Description of the task: Repeat every record exactly as written.

Records for this task:
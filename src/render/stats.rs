//! Summary statistics for a layout plan.

use std::fmt;

use serde::{Deserialize, Serialize};

use crate::model::{LayoutPlan, Strategy};

/// Counts collected from a finished plan.
#[derive(Debug, Clone, Default, PartialEq, Serialize, Deserialize)]
pub struct PlanStats {
    /// Number of completed pages
    pub page_count: u32,

    /// Number of planned blocks
    pub block_count: u32,

    /// Blocks kept as they were
    pub unchanged_count: u32,

    /// Blocks fitted by shrinking the font
    pub shrink_count: u32,

    /// Blocks fitted by growing the box
    pub growth_count: u32,

    /// Blocks left overflowing
    pub overflow_count: u32,

    /// Conflicts reported for the UI
    pub unresolved_count: u32,

    /// Font substitutions in use
    pub substitution_count: u32,

    /// Substitutions below the reliability cutoff
    pub unreliable_substitution_count: u32,

    /// Blocks whose line breaks fell back to grapheme boundaries
    pub degraded_count: u32,

    /// Smallest font scale in the plan (1.0 when nothing shrank)
    pub smallest_scale: f32,

    /// Whether the job was cancelled
    pub cancelled: bool,
}

impl PlanStats {
    /// Create new empty statistics.
    pub fn new() -> Self {
        Self {
            smallest_scale: 1.0,
            ..Self::default()
        }
    }

    /// Collect statistics from a plan.
    pub fn from_plan(plan: &LayoutPlan) -> Self {
        let mut stats = Self::new();
        stats.page_count = plan.pages.len() as u32;

        for block in plan.block_plans() {
            stats.add_strategy(block.strategy);
            stats.smallest_scale = stats.smallest_scale.min(block.scale);
            if block.degraded {
                stats.degraded_count += 1;
            }
        }

        stats.unresolved_count = plan.unresolved.len() as u32;
        stats.substitution_count = plan.font_mappings.len() as u32;
        stats.unreliable_substitution_count =
            plan.font_mappings.iter().filter(|m| !m.reliable).count() as u32;
        stats.cancelled = plan.cancelled;
        stats
    }

    /// Count one block plan.
    pub fn add_strategy(&mut self, strategy: Strategy) {
        self.block_count += 1;
        match strategy {
            Strategy::Unchanged => self.unchanged_count += 1,
            Strategy::FontShrink => self.shrink_count += 1,
            Strategy::BoxGrowth => self.growth_count += 1,
            Strategy::OverflowAccept => self.overflow_count += 1,
        }
    }

    /// Number of blocks with the given strategy.
    pub fn count(&self, strategy: Strategy) -> u32 {
        match strategy {
            Strategy::Unchanged => self.unchanged_count,
            Strategy::FontShrink => self.shrink_count,
            Strategy::BoxGrowth => self.growth_count,
            Strategy::OverflowAccept => self.overflow_count,
        }
    }

    /// Share of blocks that fit without residual overflow.
    pub fn resolved_ratio(&self) -> f32 {
        if self.block_count == 0 {
            return 1.0;
        }
        (self.block_count - self.overflow_count) as f32 / self.block_count as f32
    }
}

impl fmt::Display for PlanStats {
    fn fmt(&self, f: &mut fmt::Formatter<'_>) -> fmt::Result {
        writeln!(f, "Pages:          {}", self.page_count)?;
        writeln!(f, "Blocks:         {}", self.block_count)?;
        for strategy in Strategy::ALL {
            writeln!(f, "  {:<14}{}", strategy.as_str(), self.count(strategy))?;
        }
        writeln!(f, "Unresolved:     {}", self.unresolved_count)?;
        writeln!(
            f,
            "Substitutions:  {} ({} unreliable)",
            self.substitution_count, self.unreliable_substitution_count
        )?;
        if self.degraded_count > 0 {
            writeln!(f, "Degraded:       {}", self.degraded_count)?;
        }
        write!(f, "Smallest scale: {:.3}", self.smallest_scale)?;
        if self.cancelled {
            write!(f, "\n(cancelled before every page completed)")?;
        }
        Ok(())
    }
}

Output:
filename src/render/stats.rs
//! Summary statistics for a layout plan.

use std::fmt;

use serde::{Deserialize, Serialize};

use crate::model::{LayoutPlan, Strategy};

/// Counts collected from a finished plan.
#[derive(Debug, Clone, Default, PartialEq, Serialize, Deserialize)]
pub struct PlanStats {
    /// Number of completed pages
    pub page_count: u32,

    /// Number of planned blocks
    pub block_count: u32,

    /// Blocks kept as they were
    pub unchanged_count: u32,

    /// Blocks fitted by shrinking the font
    pub shrink_count: u32,

    /// Blocks fitted by growing the box
    pub growth_count: u32,

    /// Blocks left overflowing
    pub overflow_count: u32,

    /// Conflicts reported for the UI
    pub unresolved_count: u32,

    /// Font substitutions in use
    pub substitution_count: u32,

    /// Substitutions below the reliability cutoff
    pub unreliable_substitution_count: u32,

    /// Blocks whose line breaks fell back to grapheme boundaries
    pub degraded_count: u32,

    /// Smallest font scale in the plan (1.0 when nothing shrank)
    pub smallest_scale: f32,

    /// Whether the job was cancelled
    pub cancelled: bool,
}

impl PlanStats {
    /// Create new empty statistics.
    pub fn new() -> Self {
        Self {
            smallest_scale: 1.0,
            ..Self::default()
        }
    }

    /// Collect statistics from a plan.
    pub fn from_plan(plan: &LayoutPlan) -> Self {
        let mut stats = Self::new();
        stats.page_count = plan.pages.len() as u32;

        for block in plan.block_plans() {
            stats.add_strategy(block.strategy);
            stats.smallest_scale = stats.smallest_scale.min(block.scale);
            if block.degraded {
                stats.degraded_count += 1;
            }
        }

        stats.unresolved_count = plan.unresolved.len() as u32;
        stats.substitution_count = plan.font_mappings.len() as u32;
        stats.unreliable_substitution_count =
            plan.font_mappings.iter().filter(|m| !m.reliable).count() as u32;
        stats.cancelled = plan.cancelled;
        stats
    }

    /// Count one block plan.
    pub fn add_strategy(&mut self, strategy: Strategy) {
        self.block_count += 1;
        match strategy {
            Strategy::Unchanged => self.unchanged_count += 1,
            Strategy::FontShrink => self.shrink_count += 1,
            Strategy::BoxGrowth => self.growth_count += 1,
            Strategy::OverflowAccept => self.overflow_count += 1,
        }
    }

    /// Number of blocks with the given strategy.
    pub fn count(&self, strategy: Strategy) -> u32 {
        match strategy {
            Strategy::Unchanged => self.unchanged_count,
            Strategy::FontShrink => self.shrink_count,
            Strategy::BoxGrowth => self.growth_count,
            Strategy::OverflowAccept => self.overflow_count,
        }
    }

    /// Share of blocks that fit without residual overflow.
    pub fn resolved_ratio(&self) -> f32 {
        if self.block_count == 0 {
            return 1.0;
        }
        (self.block_count - self.overflow_count) as f32 / self.block_count as f32
    }
}

impl fmt::Display for PlanStats {
    fn fmt(&self, f: &mut fmt::Formatter<'_>) -> fmt::Result {
        writeln!(f, "Pages:          {}", self.page_count)?;
        writeln!(f, "Blocks:         {}", self.block_count)?;
        for strategy in Strategy::ALL {
            writeln!(f, "  {:<14}{}", strategy.as_str(), self.count(strategy))?;
        }
        writeln!(f, "Unresolved:     {}", self.unresolved_count)?;
        writeln!(
            f,
            "Substitutions:  {} ({} unreliable)",
            self.substitution_count, self.unreliable_substitution_count
        )?;
        if self.degraded_count > 0 {
            writeln!(f, "Degraded:       {}", self.degraded_count)?;
        }
        write!(f, "Smallest scale: {:.3}", self.smallest_scale)?;
        if self.cancelled {
            write!(f, "\n(cancelled before every page completed)")?;
        }
        Ok(())
    }
}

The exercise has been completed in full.